We're staying in Benson for a little over a week to visit with Mrs. Phred's sister and our brother-in-law, Tom. The quiet desert is a sharp contrast to their New York City loft where they lived for many years next to the World Trade Center before it was trashed by 9/11 debris. When we visited there the sounds of the City (car alarms, sirens, screams of sidewalk vagrants) made it hard to sleep.
We decide on dinner in Brisbee about 60 miles south. It's a copper mining town with some similarity to Butte, Montana. Lot's of old brick storefronts. Mrs. Phred buys some new clothes in the Pantera Gallery before our dinner in the Roka cafe.
It's a four course menu. I have the lamb meat balls with cous-cous and Mrs. Phred and her sister both have quail. Tom explains that the proper way to eat quail is to cover your head with a napkin like a tent, put your hands behind your back and mash your face in it. I begin to suspect he is joking me when they don't bring out the tent-sized napkins with the meals.
However, Tom assures me he is reporting the truth about a French custom and so I Google "cover your head with a napkin and eat birds" only to find that at least one restaurant in France offers a $4,000 meal in this fashion made from illegally obtained small birds called Ortolans that migrate up from Africa. The species is in serious decline in France as the result of unenforced hunting laws. Apparently it is eaten whole (bones and all) with a napkin over ones head and hands behind the back. A culinary experience for two priced at $4,000.
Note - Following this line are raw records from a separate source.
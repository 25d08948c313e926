//! Case selector
//!
//! Each case builds a [`Configuration`] from the environment and starts a
//! client with it. Building the configuration is kept separate from starting
//! the client so the configuration can be checked on its own.

use crate::commands::Case;
use crate::common::env::{self, Environment};
use crate::common::Result;
use crate::notifier::{
    ActiveConfiguration, Client, ClientOptions, Configuration, Endpoints, Event, Veto,
};

use super::send;

pub const KEEP_MESSAGE: &str = "Don't ignore this error";
pub const IGNORE_MESSAGE: &str = "Ignore this error";
pub const CHANGE_MESSAGE: &str = "Change error message";
pub const CHANGED_MESSAGE: &str = "Error message was changed";

/// A configured client, plus whether the case already sent an error
#[derive(Debug)]
pub struct Prepared {
    pub client: Client,
    pub sent_error: bool,
}

/// API key and both endpoints from the environment
pub fn base_configuration(env: &Environment) -> Configuration {
    Configuration {
        api_key: env.get(env::API_KEY),
        endpoints: Some(Endpoints {
            notify: env.get(env::NOTIFY_ENDPOINT),
            sessions: env.get(env::SESSIONS_ENDPOINT),
        }),
        ..Default::default()
    }
}

/// The configuration a case applies
pub fn configuration_for(case: Case, env: &Environment) -> Configuration {
    match case {
        Case::Default | Case::OnBeforeNotify => base_configuration(env),
        Case::AppVersion => Configuration {
            app_version: env.non_empty(env::APP_VERSION),
            ..base_configuration(env)
        },
        Case::AppType => Configuration {
            app_type: env.non_empty(env::APP_TYPE),
            ..base_configuration(env)
        },
        Case::LegacyEndpoint => Configuration {
            api_key: env.get(env::API_KEY),
            endpoint: Some(env.get(env::NOTIFY_ENDPOINT)),
            ..Default::default()
        },
        Case::Hostname => Configuration {
            hostname: env.non_empty(env::HOSTNAME),
            ..base_configuration(env)
        },
        Case::ReleaseStage => {
            let mut config = base_configuration(env);
            if let Some(stages) = env.list(env::NOTIFY_RELEASE_STAGES) {
                config.notify_release_stages = Some(stages);
            }
            if let Some(stage) = env.non_empty(env::RELEASE_STAGE) {
                config.release_stage = Some(stage);
            }
            config
        }
        Case::ParamsFilters => {
            let mut config = base_configuration(env);
            if let Some(filters) = env.list(env::PARAMS_FILTERS) {
                config.params_filters = Some(filters);
            }
            config
        }
        Case::ProjectPackages => {
            let mut config = base_configuration(env);
            if let Some(packages) = env.list(env::PROJECT_PACKAGES) {
                config.project_packages = Some(packages);
            }
            config
        }
    }
}

/// Run a case: configure the client and perform any sends the case owns
pub async fn run(case: Case, env: &Environment, options: ClientOptions) -> Result<Prepared> {
    tracing::info!(%case, "Running case");

    let mut client = Client::configure(configuration_for(case, env), options)?;

    let sent_error = match case {
        Case::OnBeforeNotify => {
            client.on_before_notify(intercept);
            for message in [KEEP_MESSAGE, IGNORE_MESSAGE, CHANGE_MESSAGE] {
                send::log_outcome(client.notify_sync(Event::new(message)).await);
            }
            true
        }
        _ => false,
    };

    Ok(Prepared { client, sent_error })
}

/// Interception callback for the on-before-notify case
pub fn intercept(
    event: &mut Event,
    _config: &ActiveConfiguration,
) -> std::result::Result<(), Veto> {
    if event.message == IGNORE_MESSAGE {
        return Err(Veto::new("not sending errors to ignore"));
    }
    if event.message == CHANGE_MESSAGE {
        event.message = CHANGED_MESSAGE.to_string();
    }
    Ok(())
}
//! Error events and their metadata

use std::collections::BTreeMap;
use std::fmt;

use serde::Serialize;
use serde_json::Value;

/// Grouped key-value tables attached to an event (tab -> key -> value)
#[derive(Debug, Clone, Default, PartialEq, Serialize)]
#[serde(transparent)]
pub struct MetaData(BTreeMap<String, BTreeMap<String, Value>>);

impl MetaData {
    pub fn new() -> Self {
        Self::default()
    }

    /// Add a value to a tab, creating the tab if needed
    pub fn add(&mut self, tab: &str, key: &str, value: impl Into<Value>) {
        self.0
            .entry(tab.to_string())
            .or_default()
            .insert(key.to_string(), value.into());
    }

    /// Builder-style [`MetaData::add`]
    pub fn with(mut self, tab: &str, key: &str, value: impl Into<Value>) -> Self {
        self.add(tab, key, value);
        self
    }

    pub fn get(&self, tab: &str, key: &str) -> Option<&Value> {
        self.0.get(tab).and_then(|t| t.get(key))
    }

    pub fn is_empty(&self) -> bool {
        self.0.is_empty()
    }

    /// Copy with every key matching `redact` replaced by `"[FILTERED]"`,
    /// at any nesting depth
    pub fn sanitized(&self, redact: impl Fn(&str) -> bool) -> Self {
        let tabs = self
            .0
            .iter()
            .map(|(tab, entries)| {
                let entries = entries
                    .iter()
                    .map(|(key, value)| (key.clone(), sanitize_value(key, value, &redact)))
                    .collect();
                (tab.clone(), entries)
            })
            .collect();
        Self(tabs)
    }
}

pub const FILTERED: &str = "[FILTERED]";

fn sanitize_value(key: &str, value: &Value, redact: &impl Fn(&str) -> bool) -> Value {
    if redact(key) {
        return Value::String(FILTERED.to_string());
    }
    sanitize_children(value, redact)
}

fn sanitize_children(value: &Value, redact: &impl Fn(&str) -> bool) -> Value {
    match value {
        Value::Object(map) => Value::Object(
            map.iter()
                .map(|(k, v)| (k.clone(), sanitize_value(k, v, redact)))
                .collect(),
        ),
        Value::Array(items) => Value::Array(
            items.iter().map(|v| sanitize_children(v, redact)).collect(),
        ),
        other => other.clone(),
    }
}

/// A stack frame supplied by the caller
///
/// The client never captures frames itself; callers that want a location in
/// the report pass one in, usually built from `module_path!()`, `file!()` and
/// `line!()`.
#[derive(Debug, Clone, PartialEq, Eq)]
pub struct StackFrame {
    pub method: String,
    pub file: String,
    pub line: u32,
}

impl StackFrame {
    pub fn new(method: impl Into<String>, file: impl Into<String>, line: u32) -> Self {
        Self {
            method: method.into(),
            file: file.into(),
            line,
        }
    }
}

/// A single reported error occurrence
#[derive(Debug, Clone, PartialEq)]
pub struct Event {
    pub message: String,
    pub error_class: String,
    pub metadata: MetaData,
    pub stacktrace: Vec<StackFrame>,
}

impl Event {
    /// Create a handled event with the default error class
    pub fn new(message: impl Into<String>) -> Self {
        Self {
            message: message.into(),
            error_class: "Error".to_string(),
            metadata: MetaData::new(),
            stacktrace: Vec::new(),
        }
    }

    pub fn with_metadata(mut self, metadata: MetaData) -> Self {
        self.metadata = metadata;
        self
    }

    pub fn with_frame(mut self, frame: StackFrame) -> Self {
        self.stacktrace.push(frame);
        self
    }
}

/// Returned by an interception callback to suppress an event
#[derive(Debug, Clone, PartialEq, Eq)]
pub struct Veto(pub String);

impl Veto {
    pub fn new(reason: impl Into<String>) -> Self {
        Self(reason.into())
    }
}

impl fmt::Display for Veto {
    fn fmt(&self, f: &mut fmt::Formatter<'_>) -> fmt::Result {
        write!(f, "{}", self.0)
    }
}

#[cfg(test)]
mod tests {
    use super::*;
    use serde_json::json;

    #[test]
    fn test_metadata_tabs() {
        let metadata = MetaData::new()
            .with("Account", "Name", "Company XYZ")
            .with("Account", "Price(dollars)", "1 Million");

        assert_eq!(metadata.get("Account", "Name"), Some(&json!("Company XYZ")));
        assert_eq!(metadata.get("Account", "Missing"), None);
        assert_eq!(
            serde_json::to_value(&metadata).unwrap(),
            json!({"Account": {"Name": "Company XYZ", "Price(dollars)": "1 Million"}})
        );
    }

    #[test]
    fn test_sanitized_nested() {
        let metadata = MetaData::new()
            .with("Request", "password", "hunter2")
            .with(
                "Request",
                "body",
                json!({"api_secret": "x", "user": {"Password": "y", "id": 7}}),
            )
            .with("Request", "items", json!([{"secret": 1}, "plain"]));

        let clean = metadata.sanitized(|k| {
            let k = k.to_lowercase();
            k.contains("password") || k.contains("secret")
        });

        assert_eq!(clean.get("Request", "password"), Some(&json!(FILTERED)));
        assert_eq!(
            clean.get("Request", "body"),
            Some(&json!({"api_secret": FILTERED, "user": {"Password": FILTERED, "id": 7}}))
        );
        assert_eq!(
            clean.get("Request", "items"),
            Some(&json!([{"secret": FILTERED}, "plain"]))
        );
    }

    #[test]
    fn test_event_defaults() {
        let event = Event::new("oops");
        assert_eq!(event.message, "oops");
        assert_eq!(event.error_class, "Error");
        assert!(event.metadata.is_empty());
        assert!(event.stacktrace.is_empty());
    }
}
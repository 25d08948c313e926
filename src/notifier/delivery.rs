//! Payload delivery
//!
//! Every payload is posted once. Failures are reported to the caller and never
//! retried here.

use std::collections::BTreeMap;
use std::sync::Arc;
use std::time::Duration;

use async_trait::async_trait;
use chrono::{SecondsFormat, Utc};
use serde::Serialize;
use serde_json::Value;
use tokio::sync::Mutex;
use tracing::{debug, info_span, Instrument};

use crate::common::{Error, Result};

use super::config::ActiveConfiguration;
use super::payload::{EventPayload, SessionPayload, EVENT_PAYLOAD_VERSION, SESSION_PAYLOAD_VERSION};

pub const API_KEY_HEADER: &str = "Bugsnag-Api-Key";
pub const PAYLOAD_VERSION_HEADER: &str = "Bugsnag-Payload-Version";
pub const SENT_AT_HEADER: &str = "Bugsnag-Sent-At";

/// What a delivery request carries
#[derive(Debug, Clone, Copy, PartialEq, Eq)]
pub enum PayloadKind {
    Event,
    Session,
}

/// A single payload ready to post
#[derive(Debug, Clone)]
pub struct DeliveryRequest {
    pub kind: PayloadKind,
    pub url: String,
    pub headers: BTreeMap<String, String>,
    pub body: Value,
}

impl DeliveryRequest {
    /// Request for an event payload, addressed to the notify endpoint
    pub fn event(config: &ActiveConfiguration, payload: &EventPayload) -> Result<Self> {
        Self::build(
            PayloadKind::Event,
            config.notify_endpoint.clone(),
            &config.api_key,
            EVENT_PAYLOAD_VERSION,
            payload,
        )
    }

    /// Request for a session payload
    ///
    /// Returns a configuration error when session delivery is disabled.
    pub fn session(config: &ActiveConfiguration, payload: &SessionPayload) -> Result<Self> {
        let url = config
            .sessions_endpoint
            .clone()
            .ok_or_else(|| Error::Config("no sessions endpoint configured".to_string()))?;
        Self::build(
            PayloadKind::Session,
            url,
            &config.api_key,
            SESSION_PAYLOAD_VERSION,
            payload,
        )
    }

    fn build<T: Serialize>(
        kind: PayloadKind,
        url: String,
        api_key: &str,
        version: &str,
        payload: &T,
    ) -> Result<Self> {
        let mut headers = BTreeMap::new();
        headers.insert(API_KEY_HEADER.to_string(), api_key.to_string());
        headers.insert(PAYLOAD_VERSION_HEADER.to_string(), version.to_string());
        headers.insert(
            SENT_AT_HEADER.to_string(),
            Utc::now().to_rfc3339_opts(SecondsFormat::Millis, true),
        );

        Ok(Self {
            kind,
            url,
            headers,
            body: serde_json::to_value(payload)?,
        })
    }
}

/// Sends delivery requests to the collection service
#[async_trait]
pub trait Transport: Send + Sync {
    /// Deliver one request, returning once the attempt has completed
    async fn deliver(&self, request: DeliveryRequest) -> Result<()>;
}

/// HTTP transport backed by reqwest
#[derive(Debug, Clone)]
pub struct HttpTransport {
    client: reqwest::Client,
}

impl HttpTransport {
    /// Create a transport whose requests time out after `timeout`
    pub fn new(timeout: Duration) -> Result<Self> {
        let client = reqwest::Client::builder()
            .timeout(timeout)
            .user_agent(concat!(env!("CARGO_PKG_NAME"), "/", env!("CARGO_PKG_VERSION")))
            .build()?;
        Ok(Self { client })
    }
}

#[async_trait]
impl Transport for HttpTransport {
    async fn deliver(&self, request: DeliveryRequest) -> Result<()> {
        let span = info_span!("deliver", kind = ?request.kind, url = %request.url);

        async {
            let mut builder = self.client.post(&request.url).json(&request.body);
            for (name, value) in &request.headers {
                builder = builder.header(name.as_str(), value.as_str());
            }

            let response = builder.send().await?;
            let status = response.status();
            debug!(status = status.as_u16(), "Delivery attempt completed");

            if status.is_success() {
                Ok(())
            } else {
                Err(Error::delivery_rejected(&request.url, status.as_u16()))
            }
        }
        .instrument(span)
        .await
    }
}

/// Transport that records requests in memory instead of sending them
///
/// Cloning shares the recorded requests, so a test can keep one clone and hand
/// another to the client.
#[derive(Debug, Clone, Default)]
pub struct MemoryTransport {
    requests: Arc<Mutex<Vec<DeliveryRequest>>>,
}

impl MemoryTransport {
    pub fn new() -> Self {
        Self::default()
    }

    /// All requests delivered so far
    pub async fn requests(&self) -> Vec<DeliveryRequest> {
        self.requests.lock().await.clone()
    }

    /// Requests of one kind delivered so far
    pub async fn requests_of(&self, kind: PayloadKind) -> Vec<DeliveryRequest> {
        self.requests
            .lock()
            .await
            .iter()
            .filter(|r| r.kind == kind)
            .cloned()
            .collect()
    }
}

#[async_trait]
impl Transport for MemoryTransport {
    async fn deliver(&self, request: DeliveryRequest) -> Result<()> {
        self.requests.lock().await.push(request);
        Ok(())
    }
}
On the way to dinner we stop at the Coronado National Memorial. It's not that much. Just five or six paintings in a visitor center explaining his expedition from Mexico City to Kansas in search of cities made of gold. It's on the Mexican border. About every other vehicle we pass is a Border Patrol truck. They could have put the memorial almost anywhere based on his travels, which, by the way, preceded the Lewis and Clark expedition by nearly 300 years.
Francisco Vásquez de Coronado was searching for the golden cities based on a report from one of the four survivors of the 600 members of the Navarez expedition. Cabeza De Vaca (Head of a Cow) was treasurer of the ill-fated expedition and one of four men that escaped Indian captivity, hurricanes, disease and near starvation to emerge from the wilderness in Mexico City after wandering for eight years. Cabeza's family name was awarded by the King of Spain. Cabeza started his overland journey in Tampa Bay only two blocks from our old Florida house and wandered and floated on rafts in an epic journey to Mexico city. Along the the way he was captured by indigenous tribes and gained great celebrity among them as a medicine man. He was often traded between tribes and earned a very steep purchase price after apparently bringing one patient back from the dead.
Those old Spaniards were tough as nails and they were all hoping to duplicate the earlier feats of Hernando Cortez who conquered a nation of 5,000,000 with 1,500 soldiers. He brought back a lot of loot to Spain and left some of it in the sands of Florida after his galleons sank in fierce storms. Anyway...it was pleasing to see a small peace group hoping for a change in Bisbee.
Aside from the rather fantastic exploits and intrigues of Cortez, I might want to consider making a movie called "The Nine Burials of Hernando Cortez". You can read about this uber weirdness in the Cortez Wiki link above. It includes the 1981 attempt to destroy his bones. Destroying 500 year old bones is a strange political quest. In fact, it makes my own creation off the quasi-terrorist organization SLAMM seem relatively rational. You probably remember the headlines when my Society for Liberation of All Marine Mammals donned SCUBA gear and black wetsuits and dynamited the locks at midnight holding in the dolphins at Florida's Marine Land. Imagine our chagrin when they all returned at feeding time the next day for fresh fish. They never caught me for dynamiting the dolphin pens or for freeing "Willy" the Orca whale at 4 AM one quiet Sunday morning in 1981. Willy never came back.